= Said Sebti =

Said Sebti (سيد سبتي, (first name (/ar/) is an American cancer researcher who is Professor and Chairman of the Department of Drug Discovery at the H. Lee Moffitt Cancer Center & Research Institute in Tampa, Fl. Sebti is noted for his work to rehabilitate the 'failed' cancer drug Triciribine, now under development at the pharmaceutical company Prescient Therapeutics (ASX: PTX). Sebti is currently Chief Scientific Officer at Prescient Therapeutics.

== Background ==

Sebti earned his bachelor's degree in biochemistry from Washington State University in 1980 and his PhD in biochemistry from Purdue University in 1984. From 1985 to 1987 he did post-doctoral work in pharmacology at Yale University. He then spent three years as an assistant professor at the University of Pittsburgh before joining Moffitt Cancer Center in 1996 as Director of its Drug Discovery Program. He was named Professor and Chairman of the Department of Drug Discovery in 2002.

== Research work at the Moffitt Cancer Center ==

Normal cells often turn cancerous when signal transduction molecules become mutated. Sebti's work at Moffitt has centred on understanding aberrant signal transduction pathways and developing drugs which interfere with such pathways.

- The Ras superfamily. The Sebti lab has particularly focused on the role of the Ras superfamily, including the Ras and Rho subfamilies and the Ral subfamily.
- Kinases. Sebti's work on the kinase Akt led to his interest in Triciribine. Other kinases that have interested Sebti include Rho-associated kinase and Aurora kinase.

- STAT3. In 2003 the Sebti lab discovered JSI-124, a selective STAT3 signaling pathway inhibitor.

- Bcl/Mcl. The MCL1 member of the Bcl-2 family interests Sebti due to its role in preventing apoptosis. The Sebti lab is working on Mcl-1 inhibitors derived from a natural product called marinopyrrole A.

- FTase/GGTase. Sebti's work on farnesyltransferase and geranylgeranyltransferase led to the development of the drug now called PTX-100.
- The proteasome. In 2009 the Sebti lab discovered a new proteasome inhibitor called PI-083

== Prescient Therapeutics ==

Prescient Therapeutics originated in 2014 from two drug discovery programmes pioneered by the Sebti lab, PTX-200 and PTX-100.

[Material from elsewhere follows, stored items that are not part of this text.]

use chaintrace_core::SensorKind;
use serde::{Deserialize, Serialize};

/// A persisted recurring simulation job.
///
/// Keyed by (asset_id, kind) — at most one enabled job exists per key;
/// re-adding the same key replaces the stored parameters in place.
/// Owned exclusively by the simulator; callers only ever see copies.
#[derive(Debug, Clone, Serialize, Deserialize)]
pub struct SimJob {
    pub asset_id: String,
    pub kind: SensorKind,
    /// Centre of the synthetic value distribution.
    pub base_value: f64,
    /// Half-width of the uniform spread around `base_value`.
    pub variance: f64,
    /// Chance per tick that the reading is flagged anomalous, 0..=1.
    pub anomaly_probability: f64,
    pub interval_ms: i64,
    pub enabled: bool,
    /// Epoch millis of the most recent fire, if any.
    pub last_run: Option<i64>,
    /// Epoch millis of the next planned fire.
    pub next_run: i64,
    pub run_count: u32,
    pub created_at: i64,
    pub updated_at: i64,
}

/// Optional per-job parameter overrides supplied at add time.
///
/// Anything left `None` falls back to the kind's demo-tuned default
/// (base value, 10% variance) or the configured anomaly probability.
#[derive(Debug, Clone, Default, Serialize, Deserialize)]
pub struct JobOverrides {
    pub base_value: Option<f64>,
    pub variance: Option<f64>,
    pub anomaly_probability: Option<f64>,
}
use thiserror::Error;

/// Process-level errors shared across crates.
///
/// Subsystems define their own error enums (`LedgerError`,
/// `SimulatorError`, `CommandError`); this type covers startup and
/// configuration failures that have no better home.
#[derive(Debug, Error)]
pub enum ChaintraceError {
    #[error("Configuration error: {0}")]
    Config(String),

    /// The signing credential is required for every write path, so a
    /// missing credential aborts startup rather than failing per request.
    #[error("Signing credential missing: {0}")]
    CredentialMissing(String),

    #[error("Serialization error: {0}")]
    Serialization(#[from] serde_json::Error),

    #[error("I/O error: {0}")]
    Io(#[from] std::io::Error),
}

pub type Result<T> = std::result::Result<T, ChaintraceError>;
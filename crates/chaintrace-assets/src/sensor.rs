use chaintrace_core::{Reading, SensorKind};
use chaintrace_ledger::{CallArg, Transaction};
use tracing::info;

use crate::aircraft::now_ms;
use crate::error::Result;
use crate::service::AssetService;
use crate::types::{require_str, require_u64, CommandOutcome, RecordReading};

impl AssetService {
    /// Record one manually supplied sensor reading against a part.
    ///
    /// Same two-call transaction as a simulator tick: construct the
    /// reading record, then attach it to the part. Returns the built
    /// [`Reading`] alongside the outcome so the caller can broadcast
    /// it after the confirmed write.
    pub async fn record_reading(&self, req: RecordReading) -> Result<(CommandOutcome, String, Reading)> {
        let part_id = require_str(&req.part_id, "part_id")?;
        let sensor_id = require_str(&req.sensor_id, "sensor_id")?;
        let reading_type = require_str(&req.reading_type, "reading_type")?;
        let value = require_u64(&req.value, "value")?;
        let unit = require_str(&req.unit, "unit")?;
        let is_anomaly = req.is_anomaly.unwrap_or(false);

        let kind: SensorKind = reading_type.parse().expect("SensorKind::from_str is infallible");
        let reading = Reading {
            sensor_id: sensor_id.clone(),
            timestamp: now_ms() as i64,
            kind,
            value: value as i64,
            unit: unit.clone(),
            is_anomaly,
        };

        let mut tx = Transaction::new();
        let record = tx.move_call(
            self.target("sensor_data::new_reading"),
            vec![
                CallArg::string(&sensor_id),
                CallArg::u64(reading.timestamp as u64),
                CallArg::string(reading_type),
                CallArg::u64(value),
                CallArg::string(unit),
                CallArg::bool(is_anomaly),
            ],
        );
        tx.move_call(
            self.target("part::add_sensor_reading"),
            vec![CallArg::object(&part_id), record],
        );

        let response = self.ledger.submit(tx).await?;
        info!(part_id = %part_id, sensor_id = %sensor_id, "sensor reading added");
        Ok((
            CommandOutcome {
                digest: response.digest,
                created_object_id: None,
            },
            part_id,
            reading,
        ))
    }

    /// Durable reading history for a part, newest first, from the
    /// ledger's event store.
    pub async fn reading_history(&self, part_id: &str, limit: u32) -> Result<Vec<serde_json::Value>> {
        let event_type = self.type_tag("part::SensorDataAdded");
        let events = self.ledger.query_events(&event_type, limit, true).await?;

        let readings = events
            .into_iter()
            .filter(|e| e.parsed_json.get("part_id").and_then(|v| v.as_str()) == Some(part_id))
            .map(|e| e.parsed_json)
            .collect();
        Ok(readings)
    }
}
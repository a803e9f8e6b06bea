use serde::{Deserialize, Serialize};

/// One argument of a [`MoveCall`].
#[derive(Debug, Clone, PartialEq, Serialize, Deserialize)]
#[serde(tag = "type", rename_all = "snake_case")]
pub enum CallArg {
    /// UTF-8 string literal.
    String { value: String },
    U64 { value: u64 },
    Bool { value: bool },
    /// Ledger account/object address literal.
    Address { value: String },
    /// Reference to an object that already exists on the ledger.
    Object { id: String },
    /// The result of an earlier call in the same transaction.
    Result { call: u16 },
}

impl CallArg {
    pub fn string(value: impl Into<String>) -> Self {
        CallArg::String { value: value.into() }
    }
    pub fn u64(value: u64) -> Self {
        CallArg::U64 { value }
    }
    pub fn bool(value: bool) -> Self {
        CallArg::Bool { value }
    }
    pub fn address(value: impl Into<String>) -> Self {
        CallArg::Address { value: value.into() }
    }
    pub fn object(id: impl Into<String>) -> Self {
        CallArg::Object { id: id.into() }
    }
}

/// One contract call: `package::module::function` plus ordered args.
#[derive(Debug, Clone, PartialEq, Serialize, Deserialize)]
pub struct MoveCall {
    pub target: String,
    pub args: Vec<CallArg>,
}

/// An ordered sequence of calls submitted as one atomic envelope.
///
/// Calls may reference earlier calls' results via [`CallArg::Result`];
/// the node applies all calls or none of them.
#[derive(Debug, Clone, Default, PartialEq, Serialize, Deserialize)]
pub struct Transaction {
    pub calls: Vec<MoveCall>,
}

impl Transaction {
    pub fn new() -> Self {
        Self::default()
    }

    /// Append a call and return a [`CallArg::Result`] referencing it,
    /// for use as an argument to a later call.
    pub fn move_call(&mut self, target: impl Into<String>, args: Vec<CallArg>) -> CallArg {
        let index = self.calls.len() as u16;
        self.calls.push(MoveCall {
            target: target.into(),
            args,
        });
        CallArg::Result { call: index }
    }
}

/// One entry of a transaction's object change-set.
#[derive(Debug, Clone, Serialize, Deserialize)]
pub struct ObjectChange {
    /// "created", "mutated", "deleted".
    #[serde(rename = "type")]
    pub change_type: String,
    #[serde(rename = "objectType")]
    pub object_type: String,
    #[serde(rename = "objectId")]
    pub object_id: String,
}

/// Confirmed result of a submitted transaction.
#[derive(Debug, Clone, Serialize, Deserialize)]
pub struct SubmitResponse {
    pub digest: String,
    #[serde(rename = "objectChanges", default)]
    pub object_changes: Vec<ObjectChange>,
    #[serde(default)]
    pub events: Vec<serde_json::Value>,
}

impl SubmitResponse {
    /// First created object whose type ends with `type_suffix`
    /// (e.g. `"::aircraft::Aircraft"`).
    pub fn created_object(&self, type_suffix: &str) -> Option<&str> {
        self.object_changes
            .iter()
            .find(|c| c.change_type == "created" && c.object_type.ends_with(type_suffix))
            .map(|c| c.object_id.as_str())
    }
}

/// An object as returned by node queries, content left as raw JSON.
#[derive(Debug, Clone, Serialize, Deserialize)]
pub struct LedgerObject {
    #[serde(rename = "objectId")]
    pub object_id: String,
    #[serde(rename = "objectType")]
    pub object_type: String,
    #[serde(default)]
    pub owner: Option<serde_json::Value>,
    /// Contract field content, schema owned by the contracts.
    #[serde(default)]
    pub content: serde_json::Value,
}

/// An emitted contract event from the node's event store.
#[derive(Debug, Clone, Serialize, Deserialize)]
pub struct LedgerEvent {
    #[serde(rename = "eventType")]
    pub event_type: String,
    #[serde(rename = "timestampMs", default)]
    pub timestamp_ms: Option<i64>,
    /// Decoded event payload.
    #[serde(rename = "parsedJson", default)]
    pub parsed_json: serde_json::Value,
}

#[cfg(test)]
mod tests {
    use super::*;

    #[test]
    fn move_call_returns_result_reference() {
        let mut tx = Transaction::new();
        let first = tx.move_call("0x1::sensor_data::new_reading", vec![CallArg::u64(42)]);
        assert_eq!(first, CallArg::Result { call: 0 });

        let second = tx.move_call(
            "0x1::part::add_sensor_reading",
            vec![CallArg::object("0xdeadbeef"), first],
        );
        assert_eq!(second, CallArg::Result { call: 1 });
        assert_eq!(tx.calls.len(), 2);
        assert_eq!(tx.calls[1].args[1], CallArg::Result { call: 0 });
    }

    #[test]
    fn call_arg_wire_shape_is_tagged() {
        let json = serde_json::to_string(&CallArg::string("N747ER")).unwrap();
        assert_eq!(json, r#"{"type":"string","value":"N747ER"}"#);

        let json = serde_json::to_string(&CallArg::Result { call: 3 }).unwrap();
        assert_eq!(json, r#"{"type":"result","call":3}"#);
    }

    #[test]
    fn created_object_matches_type_suffix() {
        let res = SubmitResponse {
            digest: "D1".into(),
            object_changes: vec![
                ObjectChange {
                    change_type: "mutated".into(),
                    object_type: "0xabc::part::Part".into(),
                    object_id: "0x1".into(),
                },
                ObjectChange {
                    change_type: "created".into(),
                    object_type: "0xabc::aircraft::Aircraft".into(),
                    object_id: "0x2".into(),
                },
            ],
            events: vec![],
        };
        assert_eq!(res.created_object("::aircraft::Aircraft"), Some("0x2"));
        assert_eq!(res.created_object("::building::Building"), None);
    }

    #[test]
    fn submit_response_parses_node_field_names() {
        let raw = r#"{
            "digest": "9xYz",
            "objectChanges": [
                {"type": "created", "objectType": "0x7::part::Part", "objectId": "0x9"}
            ],
            "events": []
        }"#;
        let res: SubmitResponse = serde_json::from_str(raw).unwrap();
        assert_eq!(res.digest, "9xYz");
        assert_eq!(res.object_changes[0].object_id, "0x9");
    }
}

- PTX-200. This programme involved the 'rehabilitation' of a previously failed cancer drug called triciribine. This drug, first synthesized in 1971, was trialled clinically in the 1980s and 1990s but with toxic effects and limited efficacy. However, in the 2000s Sebti and his collaborator Jin Cheng at the University of South Florida established that the drug would be effective against tumours with hyperactivated Akt.

- PTX-100. This programme involves a compound to block a cancer growth enzyme known as geranylgeranyltransferase type 1 (GGT-I), which plays a role in the inhibition of apoptosis. The compound, originally called GGTI-2418, was invented around 2009 Sebti and Andrew Hamilton, then a Professor of Chemistry at Yale University, now Vice Chancellor at the University of Oxford, invented GGTI.